Headlines in the News:
"Gates Foundation Funds Development of High Tech Condoms"
"California’s landmark condoms in porn bill (AB 332) 
clears first Assembly committee, 5 to 1" (References: GatesAB 332) 
       
            If fashion can get people, especially young people, to tattoo and pierce their bodies, shave their genitals, wear stiletto heals and low-rider pants, and — in the developed world — buy water in small bottles; then fashion can also be a force for good, encouraging condom use.

            So there should be strong support for California Assembly Bill 332 and similar legislation in other states requiring condoms on male actors in pornographic movies. The argument for condom use for sex-workplace safety is legitimate, but there's a more pressing argument for such legislation as a truly public, public health issue. In their way, porn stars are role models, and if their example can be a major influence getting young people to shave like semi-pro swimmers or body builders, porn-actor behavior can be important in making condom-use fashionable, normal, and normative: perhaps even, in the old expression, cool.
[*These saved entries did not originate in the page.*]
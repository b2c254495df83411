#![allow(unknown_lints)]
#![allow(missing_docs)]

use std::{io, num};
use std::path::PathBuf;

error_chain! {
	foreign_links {
		Io(io::Error);
		Num(num::ParseIntError);
	}

	errors {
		MissingKeyword(keyword: String, key: String) {
			description("Keyword missing from field key")
			display("Keyword `{}` is missing from field key {}", keyword, key),
		}
		InvalidValue(keyword: String, value: String, msg: String) {
			description("Value cannot be canonicalised"),
			display("Invalid value `{}` for keyword `{}`: {}", value, keyword, msg),
		}
		NotFound(what: String) {
			description("No field matches the request"),
			display("Not found: {}", what),
		}
		RuleNotFound(key: String) {
			description("No schema rule matches the field key"),
			display("Could not find a rule to archive {}", key),
		}
		AmbiguousRule(key: String, first: usize, second: usize) {
			description("More than one schema rule matches the field key"),
			display("More than one rule matching {}: rules at lines {} and {}", key, first, second),
		}
		SchemaSyntax(line: usize, msg: String) {
			description("Schema text cannot be parsed"),
			display("Schema syntax error at line {}: {}", line, msg),
		}
		SchemaHasChanged(path: PathBuf) {
			description("Schema stored in the database differs from the master schema"),
			display("Schema has changed: {}", path.display()),
		}
		DoubleInsert(key: String) {
			description("Index already contains an entry for this key"),
			display("Duplicate index entry with key `{}` -- this may be a schema bug", key),
		}
		PermissionDenied(msg: String) {
			description("Write denied by database ownership rules"),
			display("{}", msg),
		}
		VersionMismatch(supported: u16, got: u16) {
			description("Record version is newer than this software"),
			display("Record version mismatch, software handles version <= {}, got {}", supported, got),
		}
		NoEngine(name: String) {
			description("No database engine matches the requested name"),
			display("No database engine registered for `{}`", name),
		}
		NoWritableRoot {
			description("No writable root is configured"),
			display("No writable root is configured"),
		}
		InvalidConfig(field: &'static str, error: String) {
			description("Invalid configuration was provided"),
			display("Invalid value of `{}`: {}", field, error),
		}
		CorruptedToc(path: PathBuf, msg: String) {
			description("Table of contents is damaged"),
			display("Corrupted TOC at {}: {}", path.display(), msg),
		}
		CorruptedIndex(path: PathBuf, msg: String) {
			description("Index file is damaged"),
			display("Corrupted index at {}: {}", path.display(), msg),
		}
		TruncatedStream {
			description("Stream ended in the middle of a value"),
			display("Stream ended in the middle of a value"),
		}
	}
}

impl PartialEq for ErrorKind {
	fn eq(&self, other: &Self) -> bool {
		use self::ErrorKind::*;

		match (self, other) {
			(&MissingKeyword(ref k, ref f), &MissingKeyword(ref k2, ref f2))
				if k == k2 && f == f2 => true,
			(&InvalidValue(ref k, ref v, _), &InvalidValue(ref k2, ref v2, _))
				if k == k2 && v == v2 => true,
			(&NotFound(ref w), &NotFound(ref w2))
				if w == w2 => true,
			(&RuleNotFound(ref k), &RuleNotFound(ref k2))
				if k == k2 => true,
			(&AmbiguousRule(ref k, a, b), &AmbiguousRule(ref k2, a2, b2))
				if k == k2 && a == a2 && b == b2 => true,
			(&SchemaSyntax(line, _), &SchemaSyntax(line2, _))
				if line == line2 => true,
			(&SchemaHasChanged(ref p), &SchemaHasChanged(ref p2))
				if p == p2 => true,
			(&DoubleInsert(ref k), &DoubleInsert(ref k2))
				if k == k2 => true,
			(&PermissionDenied(_), &PermissionDenied(_)) => true,
			(&VersionMismatch(s, g), &VersionMismatch(s2, g2))
				if s == s2 && g == g2 => true,
			(&NoEngine(ref n), &NoEngine(ref n2))
				if n == n2 => true,
			(&NoWritableRoot, &NoWritableRoot) => true,
			(&InvalidConfig(field, _), &InvalidConfig(field2, _))
				if field == field2 => true,
			(&TruncatedStream, &TruncatedStream) => true,
			_ => false,
		}
	}
}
Condom use as normal behavior for young people has obvious benefits limiting sexually-transmitted diseases, reducing unwanted pregnancies and, hence, the numbers of abortions, and more generally encouraging responsibility among older boys and young men, who should take responsibility for their reproduction and health.

            As part of a larger public information program — i.e., "Wrap That Willy!" propaganda — porn stars can inculcate the doctrines that "Real Men Control Their Reproduction" and "Real Men Can Hold an Erection Well Enough to Be Cool in Condoms." Well, and that Real Women limit their heterosex lives to such Real Men, and have the sexiness and know-how to help their men, let's say, achieve and maintain their "reality."

            Parents and other older adults could also get involved.

            "Late adolescence" was invented during my lifetime, and it isn't a good idea. "The pill" was an excellent idea, except insofar as its existence got people to think contraception an issue for just women and girls. At 18-years old, I was expected to be a young adult, and a good while before I turned 18 my father gave me an optimistically large box of condoms and told me, "Until you know what to do with it; keep it in your pants." I suspect that bit of SexEd was more useful than most of what gets taught in US schools.

            Parents, however, are radically limited in their influence over fashion; stardom, including porn-star stardom, is powerful.